- **Exercise details**: Line count for "jittered": give the number of lines in the records below that hold it, and nothing else.

Stored data entries:
^^^^^^^^^^^^^^^^
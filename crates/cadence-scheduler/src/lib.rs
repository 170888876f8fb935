//! `cadence-scheduler`: once-a-day task scheduler with retries and jitter.
//!
//! # Overview
//!
//! The [`engine::SchedulerEngine`] resolves a [`cadence_core::ScheduleSpec`]
//! into a daily trigger, arms a [`clock::TriggerClock`], and runs the host's
//! [`executor::Task`] on every firing through an overlap-guarded retry loop.
//! After each completed run a jittered daily schedule draws a fresh offset
//! and is re-armed for the following day.
//!
//! | Component          | Module      | Role                                          |
//! |--------------------|-------------|-----------------------------------------------|
//! | BackoffPolicy      | `backoff`   | Exponential, jittered delay between attempts  |
//! | ScheduleResolver   | `schedule`  | `HH:MM` / cron + jitter → concrete expression |
//! | TriggerClock       | `clock`     | Fires a callback at each occurrence           |
//! | Executor           | `executor`  | Overlap guard + retry loop                    |
//! | SchedulerEngine    | `engine`    | start / stop / status / trigger_now           |

pub mod backoff;
pub mod clock;
pub mod engine;
pub mod error;
pub mod executor;
pub mod random;
pub mod schedule;
pub mod timezone;
pub mod types;

pub use clock::{ClockHandle, FireHandler, TokioTriggerClock, TriggerClock};
pub use engine::{EngineBuilder, SchedulerEngine};
pub use error::{Result, SchedulerError};
pub use executor::{task_fn, Executor, Sleeper, Task, TokioSleeper};
pub use random::{FixedRandom, RandomSource, SeededRandom, ThreadRandom};
pub use schedule::ScheduleResolver;
pub use types::{EngineStatus, NextRun, ResolvedTrigger, RunOutcome, RunReport, RunTrigger};
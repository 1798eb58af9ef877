//! Glucose trend vocabulary.

use core::fmt;
use core::str::FromStr;

#[cfg(feature = "serde")]
use serde::{Deserialize, Serialize};

use crate::error::ParseError;

/// Rate-of-change indicator for the freshest glucose reading.
///
/// Only the five keys CareLink reports in `lastSGTrend` that have a
/// Nightscout equivalent are represented; anything else is unmapped.
///
/// ```
/// use carelink_types::Trend;
///
/// let trend = Trend::from_carelink("UP").unwrap();
/// assert_eq!(trend.code(), 2);
/// assert_eq!(trend.direction(), "SingleUp");
/// assert_eq!(Trend::from_carelink("UP_TRIPLE"), None);
/// ```
#[derive(Debug, Clone, Copy, PartialEq, Eq, Hash)]
#[cfg_attr(feature = "serde", derive(Serialize, Deserialize))]
#[repr(u8)]
pub enum Trend {
    /// No trend computed (`NONE`).
    NoTrend = 0,
    /// Rising quickly (`UP_DOUBLE`).
    DoubleUp = 1,
    /// Rising (`UP`).
    SingleUp = 2,
    /// Falling (`DOWN`).
    SingleDown = 6,
    /// Falling quickly (`DOWN_DOUBLE`).
    DoubleDown = 7,
}

impl Trend {
    /// Every mapped trend, in code order.
    pub const ALL: [Trend; 5] = [
        Trend::NoTrend,
        Trend::DoubleUp,
        Trend::SingleUp,
        Trend::SingleDown,
        Trend::DoubleDown,
    ];

    /// Look up a CareLink `lastSGTrend` key. Case-sensitive.
    #[must_use]
    pub fn from_carelink(key: &str) -> Option<Self> {
        match key {
            "NONE" => Some(Trend::NoTrend),
            "UP_DOUBLE" => Some(Trend::DoubleUp),
            "UP" => Some(Trend::SingleUp),
            "DOWN" => Some(Trend::SingleDown),
            "DOWN_DOUBLE" => Some(Trend::DoubleDown),
            _ => None,
        }
    }

    /// Look up a trend by its Nightscout code.
    #[must_use]
    pub fn from_code(code: u8) -> Option<Self> {
        Trend::ALL.into_iter().find(|trend| trend.code() == code)
    }

    /// Numeric Nightscout trend code.
    #[must_use]
    pub fn code(&self) -> u8 {
        *self as u8
    }

    /// Nightscout direction label.
    #[must_use]
    pub fn direction(&self) -> &'static str {
        match self {
            Trend::NoTrend => "NONE",
            Trend::DoubleUp => "DoubleUp",
            Trend::SingleUp => "SingleUp",
            Trend::SingleDown => "SingleDown",
            Trend::DoubleDown => "DoubleDown",
        }
    }

    /// The fields overlaid onto the freshest glucose entry.
    #[must_use]
    pub fn annotation(&self) -> TrendAnnotation {
        TrendAnnotation {
            trend: self.code(),
            direction: self.direction().to_string(),
        }
    }
}

impl FromStr for Trend {
    type Err = ParseError;

    fn from_str(s: &str) -> Result<Self, Self::Err> {
        Trend::from_carelink(s).ok_or_else(|| ParseError::UnknownTrend(s.to_string()))
    }
}

impl fmt::Display for Trend {
    fn fmt(&self, f: &mut fmt::Formatter<'_>) -> fmt::Result {
        match self {
            Trend::NoTrend => write!(f, "-"),
            Trend::DoubleUp => write!(f, "\u{21c8}"),
            Trend::SingleUp => write!(f, "\u{2191}"),
            Trend::SingleDown => write!(f, "\u{2193}"),
            Trend::DoubleDown => write!(f, "\u{21ca}"),
        }
    }
}

/// `trend` / `direction` pair as it appears on a glucose entry.
#[derive(Debug, Clone, PartialEq, Eq)]
#[cfg_attr(feature = "serde", derive(Serialize, Deserialize))]
pub struct TrendAnnotation {
    /// Numeric trend code.
    pub trend: u8,
    /// Direction label.
    pub direction: String,
}

#[cfg(test)]
mod tests {
    use super::*;

    #[test]
    fn test_vocabulary_codes() {
        assert_eq!(Trend::NoTrend.code(), 0);
        assert_eq!(Trend::DoubleUp.code(), 1);
        assert_eq!(Trend::SingleUp.code(), 2);
        assert_eq!(Trend::SingleDown.code(), 6);
        assert_eq!(Trend::DoubleDown.code(), 7);
    }

    #[test]
    fn test_vocabulary_directions() {
        assert_eq!(Trend::NoTrend.direction(), "NONE");
        assert_eq!(Trend::DoubleUp.direction(), "DoubleUp");
        assert_eq!(Trend::SingleUp.direction(), "SingleUp");
        assert_eq!(Trend::SingleDown.direction(), "SingleDown");
        assert_eq!(Trend::DoubleDown.direction(), "DoubleDown");
    }

    #[test]
    fn test_codes_map_back() {
        for trend in Trend::ALL {
            assert_eq!(Trend::from_code(trend.code()), Some(trend));
        }
        assert_eq!(Trend::from_code(3), None);
        assert_eq!(Trend::from_code(9), None);
    }

    #[test]
    fn test_display_arrows() {
        assert_eq!(Trend::NoTrend.to_string(), "-");
        assert_eq!(Trend::DoubleUp.to_string(), "\u{21c8}");
        assert_eq!(Trend::SingleUp.to_string(), "\u{2191}");
        assert_eq!(Trend::SingleDown.to_string(), "\u{2193}");
        assert_eq!(Trend::DoubleDown.to_string(), "\u{21ca}");
    }

    #[test]
    fn test_unmapped_keys() {
        assert_eq!(Trend::from_carelink("UP_TRIPLE"), None);
        assert_eq!(Trend::from_carelink("DOWN_TRIPLE"), None);
        assert_eq!(Trend::from_carelink("up"), None);
        assert_eq!(Trend::from_carelink(""), None);
    }

    #[test]
    fn test_from_str_reports_unknown_trend() {
        assert_eq!("DOWN".parse::<Trend>(), Ok(Trend::SingleDown));
        assert_eq!(
            "SIDEWAYS".parse::<Trend>(),
            Err(ParseError::UnknownTrend("SIDEWAYS".to_string()))
        );
    }

    #[test]
    fn test_annotation() {
        let annotation = Trend::SingleUp.annotation();
        assert_eq!(annotation.trend, 2);
        assert_eq!(annotation.direction, "SingleUp");
    }
}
^^^^^^^^^^^^^^^^
- **Output of the exercise**: 2